Stored items:
"""

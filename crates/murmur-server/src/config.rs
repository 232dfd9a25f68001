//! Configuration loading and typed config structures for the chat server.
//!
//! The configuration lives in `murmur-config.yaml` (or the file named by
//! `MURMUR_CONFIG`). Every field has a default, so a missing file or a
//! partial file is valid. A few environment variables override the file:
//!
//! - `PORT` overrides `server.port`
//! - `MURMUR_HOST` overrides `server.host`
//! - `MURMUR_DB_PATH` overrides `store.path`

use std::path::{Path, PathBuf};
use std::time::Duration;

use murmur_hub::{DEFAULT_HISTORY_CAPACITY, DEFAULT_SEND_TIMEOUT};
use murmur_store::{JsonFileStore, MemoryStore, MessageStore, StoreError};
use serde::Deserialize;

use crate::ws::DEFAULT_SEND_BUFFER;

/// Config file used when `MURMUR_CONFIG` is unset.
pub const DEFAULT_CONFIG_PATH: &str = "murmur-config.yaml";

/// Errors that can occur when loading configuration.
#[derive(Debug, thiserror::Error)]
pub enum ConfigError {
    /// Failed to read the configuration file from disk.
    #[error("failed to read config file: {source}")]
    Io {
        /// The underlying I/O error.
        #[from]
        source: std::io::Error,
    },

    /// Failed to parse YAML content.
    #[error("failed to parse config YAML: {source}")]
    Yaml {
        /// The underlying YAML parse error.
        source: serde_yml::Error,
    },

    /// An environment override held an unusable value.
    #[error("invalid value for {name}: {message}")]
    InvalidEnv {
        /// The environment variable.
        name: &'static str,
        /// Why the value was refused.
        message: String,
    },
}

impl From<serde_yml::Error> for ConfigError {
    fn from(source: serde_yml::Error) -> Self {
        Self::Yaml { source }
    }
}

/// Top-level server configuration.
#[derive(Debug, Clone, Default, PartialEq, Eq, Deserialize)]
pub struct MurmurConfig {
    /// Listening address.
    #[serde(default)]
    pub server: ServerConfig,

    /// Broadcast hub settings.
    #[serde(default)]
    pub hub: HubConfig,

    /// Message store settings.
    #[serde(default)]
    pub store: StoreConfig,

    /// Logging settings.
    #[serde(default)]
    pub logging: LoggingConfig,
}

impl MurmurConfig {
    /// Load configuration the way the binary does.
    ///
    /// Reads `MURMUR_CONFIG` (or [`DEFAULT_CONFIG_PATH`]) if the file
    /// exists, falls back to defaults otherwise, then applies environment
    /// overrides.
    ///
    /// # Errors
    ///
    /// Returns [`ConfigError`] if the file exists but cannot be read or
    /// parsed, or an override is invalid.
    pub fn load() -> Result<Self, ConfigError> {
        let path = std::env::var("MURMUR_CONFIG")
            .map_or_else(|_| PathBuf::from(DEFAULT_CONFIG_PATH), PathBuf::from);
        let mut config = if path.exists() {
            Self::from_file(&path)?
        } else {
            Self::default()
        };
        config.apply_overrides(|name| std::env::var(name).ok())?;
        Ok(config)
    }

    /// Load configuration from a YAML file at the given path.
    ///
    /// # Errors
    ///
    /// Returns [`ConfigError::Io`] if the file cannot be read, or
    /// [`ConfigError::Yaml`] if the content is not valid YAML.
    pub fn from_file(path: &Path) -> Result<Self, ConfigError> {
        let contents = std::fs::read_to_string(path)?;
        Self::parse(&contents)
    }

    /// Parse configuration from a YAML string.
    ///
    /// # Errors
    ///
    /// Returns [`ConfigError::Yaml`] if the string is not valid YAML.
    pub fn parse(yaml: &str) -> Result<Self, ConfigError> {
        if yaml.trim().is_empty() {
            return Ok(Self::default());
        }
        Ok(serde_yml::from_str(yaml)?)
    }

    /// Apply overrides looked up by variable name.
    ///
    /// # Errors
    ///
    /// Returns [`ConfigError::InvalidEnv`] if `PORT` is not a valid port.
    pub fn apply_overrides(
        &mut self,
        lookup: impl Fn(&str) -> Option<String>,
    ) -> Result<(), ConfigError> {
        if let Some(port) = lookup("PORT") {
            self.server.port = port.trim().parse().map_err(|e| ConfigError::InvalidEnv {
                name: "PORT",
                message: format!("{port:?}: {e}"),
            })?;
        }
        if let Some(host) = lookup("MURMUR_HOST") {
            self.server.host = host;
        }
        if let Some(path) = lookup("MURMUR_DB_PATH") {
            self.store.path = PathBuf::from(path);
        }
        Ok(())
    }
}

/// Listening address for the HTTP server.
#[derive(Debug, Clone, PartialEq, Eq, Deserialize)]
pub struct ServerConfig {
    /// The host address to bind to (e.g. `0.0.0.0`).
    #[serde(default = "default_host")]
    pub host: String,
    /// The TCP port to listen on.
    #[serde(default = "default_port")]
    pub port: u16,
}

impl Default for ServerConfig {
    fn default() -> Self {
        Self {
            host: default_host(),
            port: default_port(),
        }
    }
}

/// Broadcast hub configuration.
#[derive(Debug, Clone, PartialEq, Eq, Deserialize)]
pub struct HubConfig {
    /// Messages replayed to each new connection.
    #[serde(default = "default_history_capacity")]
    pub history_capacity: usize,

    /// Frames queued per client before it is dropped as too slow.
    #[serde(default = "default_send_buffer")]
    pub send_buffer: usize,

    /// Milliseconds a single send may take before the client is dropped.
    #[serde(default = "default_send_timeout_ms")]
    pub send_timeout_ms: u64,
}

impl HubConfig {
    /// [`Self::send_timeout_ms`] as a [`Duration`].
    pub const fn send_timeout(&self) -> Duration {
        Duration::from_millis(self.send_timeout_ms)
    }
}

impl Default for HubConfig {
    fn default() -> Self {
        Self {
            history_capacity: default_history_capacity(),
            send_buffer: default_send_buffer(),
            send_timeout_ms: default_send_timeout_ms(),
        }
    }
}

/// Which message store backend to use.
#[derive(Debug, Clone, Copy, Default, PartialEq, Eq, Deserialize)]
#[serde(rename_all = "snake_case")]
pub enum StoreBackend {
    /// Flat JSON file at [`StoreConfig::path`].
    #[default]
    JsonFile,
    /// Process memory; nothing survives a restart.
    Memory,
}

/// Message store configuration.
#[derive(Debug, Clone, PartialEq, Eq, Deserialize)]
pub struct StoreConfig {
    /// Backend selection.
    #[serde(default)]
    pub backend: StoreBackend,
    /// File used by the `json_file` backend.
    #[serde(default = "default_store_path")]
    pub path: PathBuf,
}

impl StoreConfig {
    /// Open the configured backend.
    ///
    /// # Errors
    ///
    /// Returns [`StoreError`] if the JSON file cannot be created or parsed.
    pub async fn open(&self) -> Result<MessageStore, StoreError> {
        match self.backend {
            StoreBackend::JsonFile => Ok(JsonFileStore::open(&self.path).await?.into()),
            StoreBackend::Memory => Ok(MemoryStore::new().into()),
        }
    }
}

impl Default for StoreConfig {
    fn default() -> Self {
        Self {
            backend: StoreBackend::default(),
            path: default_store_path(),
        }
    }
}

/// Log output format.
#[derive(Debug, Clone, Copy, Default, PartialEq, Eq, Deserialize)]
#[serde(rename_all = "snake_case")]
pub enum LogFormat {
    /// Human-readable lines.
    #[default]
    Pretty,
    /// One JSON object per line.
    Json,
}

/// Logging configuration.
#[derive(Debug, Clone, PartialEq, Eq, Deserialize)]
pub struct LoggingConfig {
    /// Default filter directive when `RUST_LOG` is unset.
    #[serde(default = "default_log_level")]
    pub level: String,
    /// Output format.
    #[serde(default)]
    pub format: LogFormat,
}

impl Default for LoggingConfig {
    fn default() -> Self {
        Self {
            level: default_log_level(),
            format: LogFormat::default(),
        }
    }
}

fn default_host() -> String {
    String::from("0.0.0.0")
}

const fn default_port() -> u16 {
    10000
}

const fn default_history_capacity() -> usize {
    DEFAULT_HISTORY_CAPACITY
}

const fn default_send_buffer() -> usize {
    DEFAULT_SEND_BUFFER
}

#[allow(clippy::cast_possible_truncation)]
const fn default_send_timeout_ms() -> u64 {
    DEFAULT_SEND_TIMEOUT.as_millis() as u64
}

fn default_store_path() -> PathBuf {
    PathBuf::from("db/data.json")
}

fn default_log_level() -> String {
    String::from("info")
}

"""

**Exercise description**
Write out again exactly the lines that run from the one holding "fn default_store_path() ->" through the last line of the data; omit all other lines.

**Output of the exercise**
fn default_store_path() -> PathBuf {
    PathBuf::from("db/data.json")
}

fn default_log_level() -> String {
    String::from("info")
}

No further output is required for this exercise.